Sarai returned to the stump, watch Roman rub his eyes with his thumb and forefinger as he talked.
“Yeah, well, maybe you can come visit me.” He glanced at Sarai. Smiled. And her heart did a strange leap in her chest. “Okay, I’ll tell her. Thanks.”
He clicked off, staring at his telephone.
And suddenly, she knew. “You’re not supposed to be here, are you?”
He huffed, and gave a wry smile, but didn’t look at her.
“You’re AWOL, aren’t you?”
“I’m just on a little…unauthorized field trip.”
“I cannot believe the lengths you and David will go to—”
“Sarai! Enough. Do you think I like dragging myself all the way out here in the middle of the night only to tick you off and get locked in your flat? Do you think I like chasing all over the world after you, worrying all the time if you’re safe or not, and wondering when I’m going to either have to bail you out—for the warm thank you of a slap across my face—or hear of your untimely death at the hands of local terrorists? You think that’s fun for me?”
She opened her mouth, closed it. Saw only the anger on his face. Her brain had stopped on the words worrying all the time.
He worried about her?
No. Probably he worried if David was going to call him up and ask him to put his job
on the line so he could save her not-needing-to-be-saved body.
“I don’t need your help,” she said softly.
“I know,” he snapped, as he got up and looked away. “But just for once, will you accept my help, even if it curdles every independent cell in your body?”

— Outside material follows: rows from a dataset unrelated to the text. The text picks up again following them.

//! Landmark capture module
//!
//! Turns per-frame hand detections into fixed-size feature vectors and buffers
//! them into fixed-length sequence windows. The camera and landmark detector
//! are reached through the [`FrameSource`] and [`LandmarkDetector`] seams.

pub mod types;
pub mod features;
pub mod sequence_buffer;
pub mod source;

pub use types::*;
pub use features::FeatureExtractor;
pub use sequence_buffer::{BufferStats, FrameOutcome, SequenceBuffer};
pub use source::{Frame, FramePayload, FrameSource, LandmarkDetector, LandmarkRecord, PrecomputedLandmarks, ReplaySource};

She sighed, glanced at the house. Mr. Sacrifice for the cause. Well, she wasn’t going to be the one who made him lose his job. “Just…wait here. I need to talk to Valya.”

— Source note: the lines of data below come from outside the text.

//! crates/educare_core/src/access.rs
//!
//! Content visibility rules and the content write paths that keep the
//! free-course invariant intact.
//!
//! A student sees a content item when the item is flagged free, when its course
//! costs nothing, or when the student holds a `SUCCESS` payment for the course.
//! Teachers and admins see everything.

use crate::domain::{Caller, ContentPatch, Course, CourseContent, NewContent, Role};
use crate::ports::{DatabaseService, PortError, PortResult};

/// Whether a single item is visible to a student, given the course and their payment state.
pub fn is_visible_to_student(content: &CourseContent, course: &Course, has_paid: bool) -> bool {
    content.is_free || course.is_free() || has_paid
}

/// Lists the content of a course the caller is allowed to retrieve, ordered by id.
///
/// Students get `NotFound` for unpublished courses, like the single-item fetch.
pub async fn list_accessible_content(
    db: &dyn DatabaseService,
    caller: &Caller,
    course_id: i64,
) -> PortResult<Vec<CourseContent>> {
    let course = db.get_course_by_id(course_id).await?;
    if !caller.role.is_staff() && !course.is_published {
        return Err(PortError::NotFound(format!(
            "Course {} not found or not published",
            course_id
        )));
    }
    let contents = db.list_content_for_course(course_id).await?;

    if caller.role.is_staff() {
        return Ok(contents);
    }

    // Skip the ledger lookup when the course is free anyway.
    let has_paid = !course.is_free()
        && db.has_successful_payment(caller.user_id, course_id).await?;

    Ok(contents
        .into_iter()
        .filter(|c| c.course_id == course_id && is_visible_to_student(c, &course, has_paid))
        .collect())
}

/// Fetches one content item of a course for the student catalog view.
///
/// Students only reach items of published courses that pass the visibility rule.
/// Hidden items are reported as `NotFound` so their existence is not revealed.
pub async fn get_accessible_content_item(
    db: &dyn DatabaseService,
    caller: &Caller,
    course_id: i64,
    content_id: i64,
) -> PortResult<CourseContent> {
    let course = db.get_course_by_id(course_id).await?;
    let content = find_in_course(db, course_id, content_id).await?;

    if caller.role.is_staff() {
        return Ok(content);
    }

    let hidden = || PortError::NotFound(format!("Content {} not found", content_id));
    if !course.is_published {
        return Err(hidden());
    }
    if content.is_free || course.is_free() {
        return Ok(content);
    }
    if db.has_successful_payment(caller.user_id, course_id).await? {
        Ok(content)
    } else {
        Err(hidden())
    }
}

pub async fn get_content(db: &dyn DatabaseService, content_id: i64) -> PortResult<CourseContent> {
    db.get_content_by_id(content_id).await
}

/// Adds a content item to a course.
///
/// Content of a zero-price course is always stored as free, whatever the
/// caller asked for. The store re-checks the price at write time, so a price
/// drop racing this call cannot leave a paid item behind.
pub async fn add_content(
    db: &dyn DatabaseService,
    caller: &Caller,
    course_id: i64,
    mut content: NewContent,
) -> PortResult<CourseContent> {
    let course = db.get_course_by_id(course_id).await?;
    ensure_can_manage(caller, &course)?;

    content.is_free = content.is_free || course.is_free();
    db.create_content(course_id, &content).await
}

/// Overwrites the provided fields of a content item.
///
/// The item must belong to `course_id`; ids from other courses are rejected
/// as `NotFound`. The free-course override is applied here as well.
pub async fn update_content(
    db: &dyn DatabaseService,
    caller: &Caller,
    course_id: i64,
    content_id: i64,
    patch: ContentPatch,
) -> PortResult<CourseContent> {
    let course = db.get_course_by_id(course_id).await?;
    let mut content = find_in_course(db, course_id, content_id).await?;
    ensure_can_manage(caller, &course)?;

    if let Some(title) = patch.title {
        content.title = title;
    }
    if let Some(file_type) = patch.file_type {
        content.file_type = file_type;
    }
    if let Some(file_url) = patch.file_url {
        content.file_url = file_url;
    }
    if let Some(duration) = patch.duration_seconds {
        content.duration_seconds = Some(duration);
    }
    if let Some(is_free) = patch.is_free {
        content.is_free = is_free;
    }
    content.is_free = content.is_free || course.is_free();

    db.save_content(&content).await
}

/// Only the owning teacher or an admin may change a course or its content.
pub(crate) fn ensure_can_manage(caller: &Caller, course: &Course) -> PortResult<()> {
    match caller.role {
        Role::Admin => Ok(()),
        Role::Teacher if course.teacher_id == caller.user_id => Ok(()),
        _ => Err(PortError::Forbidden(format!(
            "User {} does not own course {}",
            caller.user_id, course.id
        ))),
    }
}

async fn find_in_course(
    db: &dyn DatabaseService,
    course_id: i64,
    content_id: i64,
) -> PortResult<CourseContent> {
    let content = db.get_content_by_id(content_id).await?;
    if content.course_id != course_id {
        return Err(PortError::NotFound(format!(
            "Content {} not found in course {}",
            content_id, course_id
        )));
    }
    Ok(content)
}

He only clenched his jaw as she got up, gave him a half smile and went into the house.
Chapter Seven
He had to have kasha for brains. Or perhaps the temperature had dropped so low his brain synapses had frozen up, because while one side of Roman’s brain knew, just knew that her “okay, I’ll go along nicely” routine had been an act, the other side made him stand out in the yard watching the snow blanket the tin roofs of the two-and three-room village homes. Even when he heard an engine fire up and a vehicle pull away, reality didn’t whack him upside the head until he finally charged into the house.
Of course she’d gone out the back. Why had he ever considered her a calming force in his life? She felt more like a tornado.
He raced back outside, climbed into her Camry, hung a U-turn and floored it out of Khanda toward Smolsk. Where would she go? He popped on his headlights, and in the encroaching darkness saw taillights of the ambulance she’d driven as she lumbered onto the main thoroughfare.
Hatlichna! She was headed toward Smolsk. Maybe he had talked some sense into her and her pride just didn’t want to admit it. Hopefully she would just keep driving straight and right into Buryatia province.
Yeah, and maybe he wouldn’t be cleaning toilets in gulag this time next week.
Roman slammed his hand against the steering wheel. The car shimmied on the road and he slowed. Snow layered the road like icing and, as he drove out of town into the blinding whiteness of the encroaching blizzard, he had to double-grip the wheel. The heater couldn’t keep up with the cold and he felt his feet begin to grow numb. Ahead of him, Sarai’s taillights—at least he hoped they were Sarai’s—cut through the gauze of snow like a blood-red knife.